> [EXERCISE DESCRIPTION]: Counting only lines of the listing below that hold the word "MockPoiCommand", give the total and nothing else.

EXERCISE MATERIALS Block Start

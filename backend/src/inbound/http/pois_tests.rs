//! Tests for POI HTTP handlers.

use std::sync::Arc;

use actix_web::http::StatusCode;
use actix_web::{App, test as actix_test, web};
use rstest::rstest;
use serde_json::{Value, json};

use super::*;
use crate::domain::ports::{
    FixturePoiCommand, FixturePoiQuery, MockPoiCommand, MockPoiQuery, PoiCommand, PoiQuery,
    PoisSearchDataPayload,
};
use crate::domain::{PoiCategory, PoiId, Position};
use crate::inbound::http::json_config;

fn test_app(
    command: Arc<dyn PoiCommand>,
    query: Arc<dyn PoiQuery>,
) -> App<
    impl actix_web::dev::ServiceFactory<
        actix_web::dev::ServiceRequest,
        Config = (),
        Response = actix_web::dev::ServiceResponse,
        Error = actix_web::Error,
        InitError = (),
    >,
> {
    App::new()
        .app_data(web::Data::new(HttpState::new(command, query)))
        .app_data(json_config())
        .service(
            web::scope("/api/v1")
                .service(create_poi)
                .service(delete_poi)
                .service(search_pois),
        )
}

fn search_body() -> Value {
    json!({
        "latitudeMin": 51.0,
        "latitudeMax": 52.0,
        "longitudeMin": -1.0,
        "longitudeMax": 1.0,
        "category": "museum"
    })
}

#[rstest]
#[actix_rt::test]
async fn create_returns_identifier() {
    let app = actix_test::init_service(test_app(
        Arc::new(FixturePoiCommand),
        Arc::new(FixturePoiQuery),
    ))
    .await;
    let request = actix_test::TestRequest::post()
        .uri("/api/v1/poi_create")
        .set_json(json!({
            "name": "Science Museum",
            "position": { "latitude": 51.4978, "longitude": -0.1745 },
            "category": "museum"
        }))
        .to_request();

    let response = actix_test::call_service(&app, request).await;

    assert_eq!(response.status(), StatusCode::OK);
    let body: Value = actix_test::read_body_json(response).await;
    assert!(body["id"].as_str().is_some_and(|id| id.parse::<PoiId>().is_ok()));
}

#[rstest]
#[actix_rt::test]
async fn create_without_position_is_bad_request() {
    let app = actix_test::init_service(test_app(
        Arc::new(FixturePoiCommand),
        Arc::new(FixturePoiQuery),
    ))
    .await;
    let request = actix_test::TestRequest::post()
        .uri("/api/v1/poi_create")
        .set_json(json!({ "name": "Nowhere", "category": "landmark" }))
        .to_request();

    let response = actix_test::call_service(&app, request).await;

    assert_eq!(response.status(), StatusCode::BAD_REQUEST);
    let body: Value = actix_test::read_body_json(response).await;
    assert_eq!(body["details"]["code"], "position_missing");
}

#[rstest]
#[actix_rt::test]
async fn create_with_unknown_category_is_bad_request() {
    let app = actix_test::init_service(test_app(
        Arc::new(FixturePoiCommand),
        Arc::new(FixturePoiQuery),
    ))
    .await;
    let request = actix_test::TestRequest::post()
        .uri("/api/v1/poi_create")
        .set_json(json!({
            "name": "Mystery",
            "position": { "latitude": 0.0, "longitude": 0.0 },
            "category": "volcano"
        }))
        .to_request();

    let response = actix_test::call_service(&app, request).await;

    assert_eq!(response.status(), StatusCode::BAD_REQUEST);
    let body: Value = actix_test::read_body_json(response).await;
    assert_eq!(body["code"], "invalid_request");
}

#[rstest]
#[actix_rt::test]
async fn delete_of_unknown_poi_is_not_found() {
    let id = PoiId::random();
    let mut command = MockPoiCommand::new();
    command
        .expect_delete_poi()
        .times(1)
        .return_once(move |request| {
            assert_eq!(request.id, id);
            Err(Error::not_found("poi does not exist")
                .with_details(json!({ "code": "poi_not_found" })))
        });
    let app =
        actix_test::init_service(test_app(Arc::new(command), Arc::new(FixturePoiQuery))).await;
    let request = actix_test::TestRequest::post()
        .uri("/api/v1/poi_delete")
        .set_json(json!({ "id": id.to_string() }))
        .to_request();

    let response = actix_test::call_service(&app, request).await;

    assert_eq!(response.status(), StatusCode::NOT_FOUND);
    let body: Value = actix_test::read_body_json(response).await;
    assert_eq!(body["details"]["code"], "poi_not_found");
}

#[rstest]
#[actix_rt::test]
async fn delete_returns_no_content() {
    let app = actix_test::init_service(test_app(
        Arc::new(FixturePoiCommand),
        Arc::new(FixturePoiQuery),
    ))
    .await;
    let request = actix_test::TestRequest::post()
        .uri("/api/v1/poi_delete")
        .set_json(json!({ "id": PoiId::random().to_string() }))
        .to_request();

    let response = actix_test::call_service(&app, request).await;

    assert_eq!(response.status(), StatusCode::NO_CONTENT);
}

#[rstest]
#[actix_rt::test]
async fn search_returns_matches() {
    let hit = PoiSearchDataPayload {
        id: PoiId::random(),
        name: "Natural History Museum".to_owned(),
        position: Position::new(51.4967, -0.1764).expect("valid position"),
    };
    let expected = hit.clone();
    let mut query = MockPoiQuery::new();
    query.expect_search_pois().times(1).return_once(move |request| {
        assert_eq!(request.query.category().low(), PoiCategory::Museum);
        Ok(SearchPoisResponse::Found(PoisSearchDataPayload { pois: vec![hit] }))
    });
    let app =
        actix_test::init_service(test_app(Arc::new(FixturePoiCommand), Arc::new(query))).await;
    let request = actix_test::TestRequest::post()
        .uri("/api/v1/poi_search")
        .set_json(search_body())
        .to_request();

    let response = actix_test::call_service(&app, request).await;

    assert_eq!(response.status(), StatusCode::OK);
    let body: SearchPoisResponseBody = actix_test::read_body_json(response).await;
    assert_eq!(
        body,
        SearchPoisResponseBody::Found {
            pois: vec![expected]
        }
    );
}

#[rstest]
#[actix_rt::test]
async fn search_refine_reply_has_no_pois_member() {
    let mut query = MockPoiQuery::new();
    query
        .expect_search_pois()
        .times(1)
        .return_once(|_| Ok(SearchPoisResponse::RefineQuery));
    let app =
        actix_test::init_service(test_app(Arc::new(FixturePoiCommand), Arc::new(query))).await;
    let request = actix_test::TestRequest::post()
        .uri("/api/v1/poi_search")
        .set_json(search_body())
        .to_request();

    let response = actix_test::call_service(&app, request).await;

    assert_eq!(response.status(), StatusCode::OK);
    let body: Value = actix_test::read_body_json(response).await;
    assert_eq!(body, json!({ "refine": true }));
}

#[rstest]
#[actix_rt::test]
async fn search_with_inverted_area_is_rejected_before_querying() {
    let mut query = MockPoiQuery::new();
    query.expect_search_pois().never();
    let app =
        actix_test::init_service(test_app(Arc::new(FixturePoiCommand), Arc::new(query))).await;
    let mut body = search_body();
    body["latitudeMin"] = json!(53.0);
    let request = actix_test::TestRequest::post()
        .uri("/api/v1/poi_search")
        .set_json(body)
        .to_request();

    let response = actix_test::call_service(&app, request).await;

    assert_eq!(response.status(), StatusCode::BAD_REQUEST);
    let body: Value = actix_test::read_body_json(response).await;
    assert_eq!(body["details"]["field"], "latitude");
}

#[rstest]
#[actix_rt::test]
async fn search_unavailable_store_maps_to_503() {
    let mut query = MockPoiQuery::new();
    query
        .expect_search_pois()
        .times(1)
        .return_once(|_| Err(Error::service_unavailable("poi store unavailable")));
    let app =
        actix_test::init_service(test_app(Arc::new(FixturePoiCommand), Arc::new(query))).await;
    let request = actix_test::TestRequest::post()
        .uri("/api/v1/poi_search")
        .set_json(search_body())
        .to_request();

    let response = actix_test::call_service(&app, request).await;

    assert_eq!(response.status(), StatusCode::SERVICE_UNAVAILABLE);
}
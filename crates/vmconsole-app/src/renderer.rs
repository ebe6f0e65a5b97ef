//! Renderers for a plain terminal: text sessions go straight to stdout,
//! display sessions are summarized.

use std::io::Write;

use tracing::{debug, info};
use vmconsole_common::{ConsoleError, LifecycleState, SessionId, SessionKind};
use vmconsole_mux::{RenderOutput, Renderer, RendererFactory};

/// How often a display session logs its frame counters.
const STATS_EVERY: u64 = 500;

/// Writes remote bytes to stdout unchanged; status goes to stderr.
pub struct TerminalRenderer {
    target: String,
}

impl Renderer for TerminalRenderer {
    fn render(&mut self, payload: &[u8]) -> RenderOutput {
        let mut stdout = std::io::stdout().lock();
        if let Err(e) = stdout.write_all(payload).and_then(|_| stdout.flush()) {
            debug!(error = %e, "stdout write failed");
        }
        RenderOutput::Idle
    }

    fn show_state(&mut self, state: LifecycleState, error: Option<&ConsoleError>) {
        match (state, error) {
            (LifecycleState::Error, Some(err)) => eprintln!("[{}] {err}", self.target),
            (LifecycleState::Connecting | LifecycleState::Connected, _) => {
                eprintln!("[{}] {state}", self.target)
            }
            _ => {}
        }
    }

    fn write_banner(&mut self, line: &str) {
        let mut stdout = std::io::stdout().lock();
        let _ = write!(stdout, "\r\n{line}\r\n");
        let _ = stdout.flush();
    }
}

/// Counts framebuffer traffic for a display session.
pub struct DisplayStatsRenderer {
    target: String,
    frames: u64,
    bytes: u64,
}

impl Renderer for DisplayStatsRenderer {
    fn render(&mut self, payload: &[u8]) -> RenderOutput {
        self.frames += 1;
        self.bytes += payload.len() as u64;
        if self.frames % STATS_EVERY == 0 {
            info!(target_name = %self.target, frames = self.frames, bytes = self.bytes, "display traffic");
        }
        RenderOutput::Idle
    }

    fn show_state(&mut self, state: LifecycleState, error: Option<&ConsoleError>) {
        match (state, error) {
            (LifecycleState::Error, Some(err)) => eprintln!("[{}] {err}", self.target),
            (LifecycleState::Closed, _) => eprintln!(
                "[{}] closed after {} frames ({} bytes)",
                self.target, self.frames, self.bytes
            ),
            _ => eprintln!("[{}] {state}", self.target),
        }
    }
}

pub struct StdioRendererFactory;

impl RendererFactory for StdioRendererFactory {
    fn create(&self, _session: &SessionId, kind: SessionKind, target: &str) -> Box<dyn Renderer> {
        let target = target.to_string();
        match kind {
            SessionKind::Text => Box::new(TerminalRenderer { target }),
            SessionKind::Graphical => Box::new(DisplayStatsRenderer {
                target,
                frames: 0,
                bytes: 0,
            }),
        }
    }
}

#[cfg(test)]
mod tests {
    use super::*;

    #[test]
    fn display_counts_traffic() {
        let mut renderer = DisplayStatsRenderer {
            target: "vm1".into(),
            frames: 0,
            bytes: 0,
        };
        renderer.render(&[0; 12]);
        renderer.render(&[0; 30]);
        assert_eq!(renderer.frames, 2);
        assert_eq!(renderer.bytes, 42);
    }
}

EXERCISE MATERIALS Block End

> [RESULT OF THE TASK]: 2